Marion Muller-Colard es una teóloga protestante que ha escrito numerosos estudios y libros de literatura juvenil. En este breve ensayo construye progresivamente una reflexión en torno a tres nociones. La primera es la Queja; no el hecho de quejarse, no las múltiples quejas que salpican nuestras conversaciones, sino la Queja, la Queja con mayúscula (como la escribe ella). La Queja, en definitiva, ante la constatación de que el mundo no es justo, pues el sufrimiento recae también sobre los inocentes. Se trata de una Queja que parece minar una de nuestras convicciones más firmes: que Dios existe y es bueno; más aún, que el bien existe y es el principio ordenador de la realidad.
Lo que hace la Queja es dar plausibilidad a la Amenaza. También con mayúscula, pues, de nuevo, se trata de la posibilidad de que nuestras convicciones más hondas se derrumben. Caerían así nuestra idea de Bien, de un Mundo justo, de Dios. En una palabra, caería ante nuestros ojos lo que la autora llama la religión, un sistema de justa retribución, asegurado por un Dios-Garante.
Ahora bien, es posible incorporar la Amenaza, salir de la Queja y “encaminarse hacia una fe no revestida ya de los arcaísmos del dogma, sino de la majestad de la Gracia”. Esta consiste en el don de la vida. Hay mal, es cierto, y a menudo el sufrimiento recae sobre los mejores. Sin embargo, eso no nos debe hacer olvidar la fuerza del bien. Hay muerte, y eso nos escandaliza, pero también hay vida, y eso debería admirarnos. Hay enfermedad, pero la hay porque antes hemos vivido. Abrirse a la Gracia es descubrir la fuerza del Todopoderoso, del Creador que ha querido la vida, que ha puesto límite al caos, que ha hecho un mundo y ha visto precisamente que era bueno.

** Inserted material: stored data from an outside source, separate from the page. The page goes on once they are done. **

/// News API provider
///
/// Headlines come from `/top-headlines`, one request per category, run
/// concurrently. Search and trending use `/everything`. Headline fetches fall
/// back to the built-in mock headlines whenever the upstream is unusable, so
/// the news section is never empty because of a missing key or a rate limit.
use crate::{
    cached,
    db::{Cache, CacheKey},
    error::{AppError, AppResult},
    models::{upstream::NewsApiResponse, NewsItem, SEARCH_CATEGORY, TRENDING_CATEGORY},
    services::{
        normalize::{dedupe_news_by_url, normalize_articles},
        providers::{mock_news, resolve_news_categories, NewsSource},
    },
};
use chrono::{Duration as ChronoDuration, Utc};
use reqwest::Client as HttpClient;
use std::time::Duration;

const NEWS_CACHE_TTL: u64 = 900; // 15 minutes
const HEADLINES_PAGE_SIZE: u32 = 100;
const SEARCH_PAGE_SIZE: u32 = 5;
const TRENDING_PAGE_SIZE: u32 = 20;
const HEADLINES_COUNTRY: &str = "us";
/// `/everything` needs a query; this one matches broadly
const TRENDING_QUERY: &str = "news";

#[derive(Clone)]
pub struct NewsApiProvider {
    http_client: HttpClient,
    api_key: Option<String>,
    api_url: String,
    cache: Option<Cache>,
}

impl NewsApiProvider {
    pub fn new(
        api_key: Option<String>,
        api_url: String,
        timeout: Duration,
        cache: Option<Cache>,
    ) -> AppResult<Self> {
        let http_client = HttpClient::builder().timeout(timeout).build()?;

        let api_key = api_key.filter(|k| !k.trim().is_empty());
        if api_key.is_none() {
            tracing::warn!("No News API key configured, serving built-in headlines");
        }

        Ok(Self {
            http_client,
            api_key,
            api_url: api_url.trim_end_matches('/').to_string(),
            cache,
        })
    }

    fn api_key(&self) -> AppResult<&str> {
        self.api_key
            .as_deref()
            .ok_or_else(|| AppError::ExternalApi("News API key is not configured".to_string()))
    }

    /// Calls an endpoint and normalizes the articles under `category`
    async fn request_articles(
        &self,
        endpoint: &str,
        params: &[(&str, String)],
        category: &str,
    ) -> AppResult<Vec<NewsItem>> {
        let url = format!("{}/{}", self.api_url, endpoint);

        let response = self
            .http_client
            .get(&url)
            .header("X-Api-Key", self.api_key()?)
            .query(params)
            .send()
            .await?;

        let status = response.status();
        let body: NewsApiResponse = match response.json().await {
            Ok(body) => body,
            Err(e) if !status.is_success() => {
                return Err(AppError::ExternalApi(format!(
                    "News API returned status {}: {}",
                    status, e
                )))
            }
            Err(e) => return Err(e.into()),
        };

        if body.is_error() || !status.is_success() {
            if body.is_rate_limited() {
                tracing::warn!(endpoint = %endpoint, "News API rate limit reached");
            }
            return Err(AppError::ExternalApi(format!(
                "News API returned status {}: {}",
                status,
                body.message.as_deref().unwrap_or("unknown error")
            )));
        }

        Ok(normalize_articles(body.articles, category))
    }

    async fn fetch_category(&self, category: String) -> AppResult<Vec<NewsItem>> {
        cached!(
            self.cache,
            CacheKey::NewsHeadlines(category.clone()),
            NEWS_CACHE_TTL,
            async {
                let params = [
                    ("country", HEADLINES_COUNTRY.to_string()),
                    ("category", category.clone()),
                    ("pageSize", HEADLINES_PAGE_SIZE.to_string()),
                ];
                let articles = self
                    .request_articles("top-headlines", &params, &category)
                    .await?;

                tracing::info!(
                    category = %category,
                    articles = articles.len(),
                    provider = "newsapi",
                    "Headlines fetched"
                );

                Ok(articles)
            }
        )
    }
}

#[async_trait::async_trait]
impl NewsSource for NewsApiProvider {
    async fn fetch_news(&self, categories: &[String]) -> AppResult<Vec<NewsItem>> {
        let categories = resolve_news_categories(categories);

        if self.api_key.is_none() {
            return Ok(mock_news::headlines(&categories));
        }

        let mut tasks = Vec::with_capacity(categories.len());
        for category in &categories {
            let provider = self.clone();
            let category = category.clone();
            tasks.push(tokio::spawn(async move {
                let result = provider.fetch_category(category.clone()).await;
                (category, result)
            }));
        }

        let mut articles = Vec::new();
        for task in tasks {
            match task.await {
                Ok((_, Ok(items))) => articles.extend(items),
                Ok((category, Err(e))) => {
                    tracing::warn!(category = %category, error = %e, "Failed to fetch headlines");
                }
                Err(e) => {
                    tracing::error!(error = %e, "Headline fetch task panicked");
                }
            }
        }

        let articles = dedupe_news_by_url(articles);
        if articles.is_empty() {
            tracing::warn!(
                categories = ?categories,
                "No headlines fetched, falling back to built-in headlines"
            );
            return Ok(mock_news::headlines(&categories));
        }

        Ok(articles)
    }

    async fn search_news(&self, query: &str) -> AppResult<Vec<NewsItem>> {
        let query = query.trim();
        if query.is_empty() {
            return Ok(Vec::new());
        }

        cached!(
            self.cache,
            CacheKey::NewsSearch(query.to_string()),
            NEWS_CACHE_TTL,
            async {
                let params = [
                    ("q", query.to_string()),
                    ("language", "en".to_string()),
                    ("sortBy", "relevancy".to_string()),
                    ("pageSize", SEARCH_PAGE_SIZE.to_string()),
                ];
                let articles = self
                    .request_articles("everything", &params, SEARCH_CATEGORY)
                    .await?;

                tracing::info!(
                    query = %query,
                    results = articles.len(),
                    provider = "newsapi",
                    "News search completed"
                );

                Ok(dedupe_news_by_url(articles))
            }
        )
    }

    async fn fetch_trending(&self, window_days: u32, language: &str) -> AppResult<Vec<NewsItem>> {
        cached!(
            self.cache,
            CacheKey::NewsTrending {
                window_days,
                language: language.to_string(),
            },
            NEWS_CACHE_TTL,
            async {
                let today = Utc::now().date_naive();
                let from = today - ChronoDuration::days(i64::from(window_days));
                let params = [
                    ("q", TRENDING_QUERY.to_string()),
                    ("from", from.format("%Y-%m-%d").to_string()),
                    ("to", today.format("%Y-%m-%d").to_string()),
                    ("language", language.to_string()),
                    ("sortBy", "popularity".to_string()),
                    ("pageSize", TRENDING_PAGE_SIZE.to_string()),
                ];
                let articles = self
                    .request_articles("everything", &params, TRENDING_CATEGORY)
                    .await?;

                tracing::info!(
                    window_days = window_days,
                    language = %language,
                    articles = articles.len(),
                    provider = "newsapi",
                    "Trending news fetched"
                );

                Ok(dedupe_news_by_url(articles))
            }
        )
    }

    fn name(&self) -> &'static str {
        "news"
    }
}

#[cfg(test)]
mod tests {
    use super::*;
    use axum::{extract::Query, routing::get, Json, Router};
    use serde_json::{json, Value};
    use std::collections::HashMap;

    /// Serves canned News API responses on a local port
    async fn spawn_upstream() -> String {
        async fn top_headlines(Query(params): Query<HashMap<String, String>>) -> Json<Value> {
            match params.get("category").map(String::as_str) {
                Some("sports") => Json(json!({
                    "status": "ok",
                    "totalResults": 2,
                    "articles": [
                        {
                            "source": { "id": null, "name": "Sports Daily" },
                            "title": "Cup final tonight",
                            "description": "Preview",
                            "url": "https://news.test/cup-final",
                            "publishedAt": "2024-05-01T10:00:00Z"
                        },
                        {
                            "source": { "id": null, "name": "Sports Daily" },
                            "title": "No link",
                            "description": "Dropped during normalization"
                        }
                    ]
                })),
                Some("science") => Json(json!({
                    "status": "ok",
                    "articles": [
                        {
                            "source": { "id": null, "name": "Lab Notes" },
                            "title": "Cup final physics",
                            "description": "Same story, different desk",
                            "url": "https://news.test/cup-final"
                        }
                    ]
                })),
                _ => Json(json!({
                    "status": "error",
                    "code": "rateLimited",
                    "message": "Too many requests"
                })),
            }
        }

        async fn everything(Query(params): Query<HashMap<String, String>>) -> Json<Value> {
            let title = format!("Result for {}", params.get("q").cloned().unwrap_or_default());
            Json(json!({
                "status": "ok",
                "articles": [
                    {
                        "source": { "id": "wire", "name": "Wire" },
                        "title": title,
                        "content": "Only content here",
                        "url": format!("https://news.test/{}", params.get("sortBy").cloned().unwrap_or_default())
                    }
                ]
            }))
        }

        let app = Router::new()
            .route("/top-headlines", get(top_headlines))
            .route("/everything", get(everything));

        let listener = tokio::net::TcpListener::bind("127.0.0.1:0").await.unwrap();
        let addr = listener.local_addr().unwrap();
        tokio::spawn(async move {
            axum::serve(listener, app).await.unwrap();
        });
        format!("http://{}", addr)
    }

    fn provider(api_key: Option<&str>, api_url: String) -> NewsApiProvider {
        NewsApiProvider::new(
            api_key.map(str::to_string),
            api_url,
            Duration::from_secs(5),
            None,
        )
        .unwrap()
    }

    #[tokio::test]
    async fn test_missing_key_serves_mock_headlines() {
        let provider = provider(None, "http://127.0.0.1:9".to_string());
        let items = provider
            .fetch_news(&["health".to_string(), "gardening".to_string()])
            .await
            .unwrap();

        assert_eq!(items.len(), 1);
        assert_eq!(items[0].category, "health");
    }

    #[tokio::test]
    async fn test_blank_key_counts_as_missing() {
        let provider = provider(Some("   "), "http://127.0.0.1:9".to_string());
        assert!(provider.api_key.is_none());

        let items = provider.fetch_news(&["sports".to_string()]).await.unwrap();
        assert!(items.iter().all(|item| item.category == "sports"));
        assert!(!items.is_empty());
    }

    #[tokio::test]
    async fn test_headlines_are_tagged_and_deduped_by_url() {
        let url = spawn_upstream().await;
        let provider = provider(Some("key"), url);

        let items = provider
            .fetch_news(&["sports".to_string(), "science".to_string()])
            .await
            .unwrap();

        assert_eq!(items.len(), 1);
        assert_eq!(items[0].url, "https://news.test/cup-final");
        assert!(items[0].category == "sports" || items[0].category == "science");
    }

    #[tokio::test]
    async fn test_upstream_errors_fall_back_to_mock_headlines() {
        let url = spawn_upstream().await;
        let provider = provider(Some("key"), url);

        let items = provider.fetch_news(&["business".to_string()]).await.unwrap();
        assert_eq!(items.len(), 1);
        assert_eq!(items[0].category, "business");
        assert!(items[0].url.starts_with("https://example.com/"));
    }

    #[tokio::test]
    async fn test_search_uses_relevancy_and_tags_search() {
        let url = spawn_upstream().await;
        let provider = provider(Some("key"), url);

        let items = provider.search_news("rust").await.unwrap();
        assert_eq!(items.len(), 1);
        assert_eq!(items[0].title, "Result for rust");
        assert_eq!(items[0].url, "https://news.test/relevancy");
        assert_eq!(items[0].category, SEARCH_CATEGORY);
        assert_eq!(items[0].description, "Only content here");
    }

    #[tokio::test]
    async fn test_trending_uses_popularity() {
        let url = spawn_upstream().await;
        let provider = provider(Some("key"), url);

        let items = provider.fetch_trending(7, "en").await.unwrap();
        assert_eq!(items[0].url, "https://news.test/popularity");
        assert_eq!(items[0].category, TRENDING_CATEGORY);
    }

    #[tokio::test]
    async fn test_search_without_key_is_error() {
        let provider = provider(None, "http://127.0.0.1:9".to_string());
        assert!(matches!(
            provider.search_news("rust").await,
            Err(AppError::ExternalApi(_))
        ));
    }

    #[tokio::test]
    async fn test_blank_query_returns_nothing() {
        let provider = provider(None, "http://127.0.0.1:9".to_string());
        assert!(provider.search_news("   ").await.unwrap().is_empty());
    }
}
//! Built-in headlines served when the news upstream is unavailable.
use chrono::{Duration, Utc};

use crate::{
    models::{ArticleSource, NewsItem},
    services::normalize::news_id_for_url,
};

struct Headline {
    category: &'static str,
    source: &'static str,
    author: &'static str,
    title: &'static str,
    description: &'static str,
    slug: &'static str,
}

const HEADLINES: [Headline; 7] = [
    Headline {
        category: "technology",
        source: "Circuit Weekly",
        author: "Tech Desk",
        title: "Open-source compiler project ships its first stable release",
        description: "After four years of development the toolchain reaches 1.0 with a promise of long-term support.",
        slug: "technology-compiler-release",
    },
    Headline {
        category: "business",
        source: "Market Ledger",
        author: "Markets Team",
        title: "Retail earnings beat forecasts for a third straight quarter",
        description: "Strong holiday sales lifted results across the sector, analysts said on Tuesday.",
        slug: "business-retail-earnings",
    },
    Headline {
        category: "sports",
        source: "Final Whistle",
        author: "Sports Desk",
        title: "Underdogs clinch the title in an overtime thriller",
        description: "A late equalizer and a penalty save decided a final few pundits saw coming.",
        slug: "sports-overtime-final",
    },
    Headline {
        category: "health",
        source: "Wellbeing Today",
        author: "Health Correspondent",
        title: "Short daily walks linked to better sleep in new study",
        description: "Researchers followed two thousand adults for a year and found consistent improvements.",
        slug: "health-walking-sleep",
    },
    Headline {
        category: "entertainment",
        source: "Marquee",
        author: "Culture Desk",
        title: "Animated sequel tops the weekend box office",
        description: "The family film opened well ahead of expectations in more than forty markets.",
        slug: "entertainment-box-office",
    },
    Headline {
        category: "science",
        source: "Field Notes",
        author: "Science Desk",
        title: "Deep-sea survey catalogues dozens of unknown species",
        description: "The expedition mapped a trench system that had never been explored by submersible.",
        slug: "science-deep-sea-survey",
    },
    Headline {
        category: "general",
        source: "Daily Bulletin",
        author: "Newsroom",
        title: "City opens its largest public library in a century",
        description: "The new building doubles the collection and stays open until midnight.",
        slug: "general-library-opening",
    },
];

/// Fallback headlines in the given categories; every category when empty
pub fn headlines(categories: &[String]) -> Vec<NewsItem> {
    let now = Utc::now();

    HEADLINES
        .iter()
        .enumerate()
        .filter(|(_, h)| categories.is_empty() || categories.iter().any(|c| c == h.category))
        .map(|(i, h)| {
            let url = format!("https://example.com/news/{}", h.slug);
            NewsItem {
                id: news_id_for_url(&url),
                source: ArticleSource {
                    id: Some("mock".to_string()),
                    name: h.source.to_string(),
                },
                author: Some(h.author.to_string()),
                title: h.title.to_string(),
                description: h.description.to_string(),
                url,
                image_url: None,
                published_at: Some(now - Duration::hours(i as i64 + 1)),
                content: Some(h.description.to_string()),
                category: h.category.to_string(),
            }
        })
        .collect()
}
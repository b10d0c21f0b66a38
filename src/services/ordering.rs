use std::collections::{HashMap, HashSet};

use crate::{
    error::{AppError, AppResult},
    models::{ContentId, ContentItem},
};

/// Arranges `current` according to a previously saved order
///
/// Items named in `saved_order` come first, in that order. Ids that are no
/// longer present are skipped. Items the saved order does not mention follow
/// in their fetch order. Every current item appears exactly once.
pub fn reconcile(current: Vec<ContentItem>, saved_order: &[ContentId]) -> Vec<ContentItem> {
    if saved_order.is_empty() {
        return current;
    }

    let positions: HashMap<ContentId, usize> = current
        .iter()
        .enumerate()
        .map(|(pos, item)| (item.id().clone(), pos))
        .collect();

    let mut slots: Vec<Option<ContentItem>> = current.into_iter().map(Some).collect();
    let mut ordered = Vec::with_capacity(slots.len());

    for id in saved_order {
        if let Some(&pos) = positions.get(id) {
            if let Some(item) = slots[pos].take() {
                ordered.push(item);
            }
        }
    }

    ordered.extend(slots.into_iter().flatten());
    ordered
}

/// Ids of `items` in display order
pub fn order_of(items: &[ContentItem]) -> Vec<ContentId> {
    items.iter().map(|item| item.id().clone()).collect()
}

/// Where a dragged card was picked up and dropped
#[derive(Debug, Clone, Copy, PartialEq, Eq)]
pub struct DragMove {
    pub from: usize,
    /// `None` when the card was dropped outside the list
    pub to: Option<usize>,
}

impl DragMove {
    /// Whether applying the move would leave the list as it is
    pub fn is_noop(&self) -> bool {
        match self.to {
            None => true,
            Some(to) => to == self.from,
        }
    }
}

/// Removes the item at `from` and reinserts it at `to`
pub fn move_item(mut items: Vec<ContentItem>, drag: DragMove) -> AppResult<Vec<ContentItem>> {
    let Some(to) = drag.to else {
        return Ok(items);
    };

    if drag.from >= items.len() || to >= items.len() {
        return Err(AppError::InvalidInput(format!(
            "Cannot move item from {} to {} in a list of {}",
            drag.from,
            to,
            items.len()
        )));
    }

    if drag.from != to {
        let item = items.remove(drag.from);
        items.insert(to, item);
    }

    Ok(items)
}

/// The order to persist after rearranging one section
///
/// The section's ids come first in their new order, followed by the
/// previously saved ids outside the section, so dragging within one section
/// keeps the arrangement of the others.
pub fn merge_section_order(section: &[ContentId], previous: &[ContentId]) -> Vec<ContentId> {
    let in_section: HashSet<&ContentId> = section.iter().collect();
    section
        .iter()
        .cloned()
        .chain(previous.iter().filter(|id| !in_section.contains(id)).cloned())
        .collect()
}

El recorrido del libro sigue la historia personal de la autora y la historia bíblica de Job. Por su trabajo, primero, y por su propia vida, después, Muller-Colard ha tocado de cerca el sufrimiento. Pero también ha descubierto en ella y en otras personas el brillo de la Gracia.
Se trata, sin duda, de una reflexión pertinente en estos tiempos de pandemia, donde las certezas “religiosas” de mucha gente se tambalean. En ese sentido, es una invitación a descubrir al Dios verdadero. Con todo, la concepción que presenta de la religión es muy dependiente de una contraposición entre fe y religión que es matizable. Por otra parte −y esta es quizá la principal carencia del texto−, el discurso queda más acá de Cristo, como si el misterio del Dios encarnado, del Dios sufriente, de la humanidad gloriosa del resucitado, no dijera nada sobre la realidad escandalosa del sufrimiento y de la muerte.
De este modo, se puede decir que es una propuesta en buena medida precristiana, compatible con una visión puramente deísta, e incluso inmanente de la realidad. A pesar de ello, su reflexión puede servir como un primer paso, la pars destruens, por el que “pasas de una religiosidad infantil a una fe adulta, pasas de un sistema a una relación”. Pero un primer paso solamente, dentro de un camino más largo de acercamiento a la comprensión cristiana −la que abre la existencia de Jesucristo− del dolor y el sufrimiento.